The data structure of the cached anonymity sets is as follows:

\(AS(qtype,~k,~expire,~U_1,~U_2,~\ldots ,~U_k)\), where expire is the lifetime of a set.

Algorithm 4 presents enDCA Sub-algorithm which runs on clients. If there exists an appropriate cached set, it’ll call Algorithm 1 to construct the set (Line 6).

figure e

Algorithm 5 illustrates enDCA Sub-algorithm running on APs. After AP receives \(U_t\)’s query, it will check in cache whether there exist appropriate anonymity sets. Otherwise, Algorithm 5 shifts \(U_t\)’s real location first, and then follows ordinary steps to construct a candidate set CS (Line 7).

4.5 Security Analysis (Resistance to Colluding and Inference Attacks)

Adversaries try to infer \(U_t\)’s real location in the way described in Sect. 3.2. However, the idea of maximizing confusion degree and randomization in our schemes will obstruct their conspiracies. Compared with DCA, caching in enDCA reduces exposure of query preferences. Location blurring and standardized preference vectors may frustrate their inference of real locations when constructing new anonymity sets.

5 Performance Evaluation

5.1 Simulation Setup

The trajectory data of taxis (From http://soda.datashanghai.gov.cn, involving about 10,000 trajectories) is used to describe the mobility patterns of LBS users in a 10 km \(\times \) 8 km area in downtown Shanghai. The area is divided into 8,000 cells, with the size of each being 100 m \(\times \) 100 m. The real deployment of APs in that area will also be simulated. Query probabilities are computed as the users’ density in each cell, and the query preferences of users are randomly assigned under normal distribution. Parameters used in our simulation are as follows:

Privacy profile k is set from 2 to 15. # of query types \(m=5\), # of sets \(ns=100\).

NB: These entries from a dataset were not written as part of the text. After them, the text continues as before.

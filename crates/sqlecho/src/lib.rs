//! # sqlecho
//!
//! Statement logging for ORM-style execution pipelines.
//!
//! `sqlecho` wraps a data-access invocation, reconstructs a human-readable
//! rendition of the executed statement (bound parameters inlined into their
//! `?` placeholders), measures wall-clock latency and result-set size, and
//! emits tiered log records when configured thresholds are exceeded.
//!
//! ## Guarantees
//!
//! - **Non-interference**: the wrapped invocation runs exactly once and its
//!   result or error reaches the caller unchanged. Everything the reporting
//!   path does is best-effort; its own failures only produce error-severity
//!   log records.
//! - **Diagnostics only**: the reconstructed text is for operators' eyes.
//!   It is not escaped and must never be re-executed.
//!
//! ## Example
//!
//! ```
//! use sqlecho::{EchoConfig, Params, ParamValue, SqlEcho, StatementCall, StderrSink};
//! use std::time::Duration;
//!
//! let echo = SqlEcho::new(
//!     EchoConfig::new()
//!         .with_row_warn_threshold(500)
//!         .with_slow_threshold(Duration::from_secs(2)),
//! )
//! .with_sink(StderrSink::new());
//!
//! let call = StatementCall::read("SELECT * FROM users WHERE status = ? AND age > ?")
//!     .bind("status")
//!     .bind("age")
//!     .with_params(Params::named([
//!         ("status", ParamValue::from("active")),
//!         ("age", ParamValue::from(21i64)),
//!     ]));
//!
//! // Logs: executed sql: [SELECT * FROM users WHERE status = 'active' AND age > 21] ...
//! let rows: Result<Vec<String>, String> =
//!     echo.observe_query(&call, || Ok(vec!["alice".to_string()]));
//! # assert!(rows.is_ok());
//! ```

pub mod config;
pub mod error;
pub mod format;
pub mod instrument;
pub mod sink;
pub mod statement;
pub mod summary;
pub mod value;

pub use config::EchoConfig;
pub use error::{EchoError, EchoResult};
pub use format::{normalize, substitute};
pub use instrument::{ExecutionOutcome, SqlEcho};
pub use sink::{LogSink, Severity, StderrSink};
pub use statement::{BindDirection, Params, PlaceholderBinding, StatementCall, StatementKind};
pub use summary::summarize;
pub use value::ParamValue;

#[cfg(feature = "tracing")]
pub use sink::TracingSink;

Threshold \(\beta =0.0015\), \(\theta =0.2\).

We select Random [3] as the baseline scheme. DLS (enhanced-DLS) [6], one of state-of-the-art methods, is also chosen as a comparison.

5.2 Evaluation Results

k vs. Privacy Metrics. Figure 3(a) and (b) show the relation between k and entropy. Gross query probability is used in Fig. 3(a), so that all schemes except for Random perform well. On the contrary, various query probability highlights the advantages of our schemes in Fig. 3(b).

Fig. 3.
figure 3

Effect of k on privacy metrics

As to confusion degree (Fig. 3(c)), DCA edges out enDCA, as enDCA sacrifices some confusion degree to decrease bandwidth overhead. Our schemes have high but not theoretically optimal results because finding \(k-1\) nearby users having approximately the same query preferences is quite tough.

Other Performance Evaluations. Figure 4 depicts that bandwidth overhead of enDCA outperforms DCA, since caching can serve users’ requests for anonymity sets. Figure 5 illustrates the relation among k, cache hit ratio and simulation time t. The hit ratio increases gradually with the t, and smaller k usually results in higher ratio. Figure 6 confirms that schemes without location blurring have the theoretical k-anonymity. enDCA, equipped with location blurring, owns significantly lower probabilities of successful guesses. Figure 7 shows the running time of all schemes. Our schemes consume moderate time to construct a k-anonymity set, and enDCA costs less time than DCA with the help of caching.

Fig. 4.
figure 4

Bandwidth

Fig. 5.
figure 5

Cache

Fig. 6.
figure 6

Guessing Pr.

Fig. 7.
figure 7

Efficiency

6 Conclusion

We propose two different LBS privacy-enhancing schemes, and a novel metric to measure the privacy level. DCA constructs a k-anonymity set via carefully selecting \(k-1\) users according to various query probability and users’ query preferences. Based on that, caching and location blurring are introduced to enDCA, which reduce exposure of query preferences, and decrease the bandwidth overhead. Simulations confirm the effectiveness of our schemes.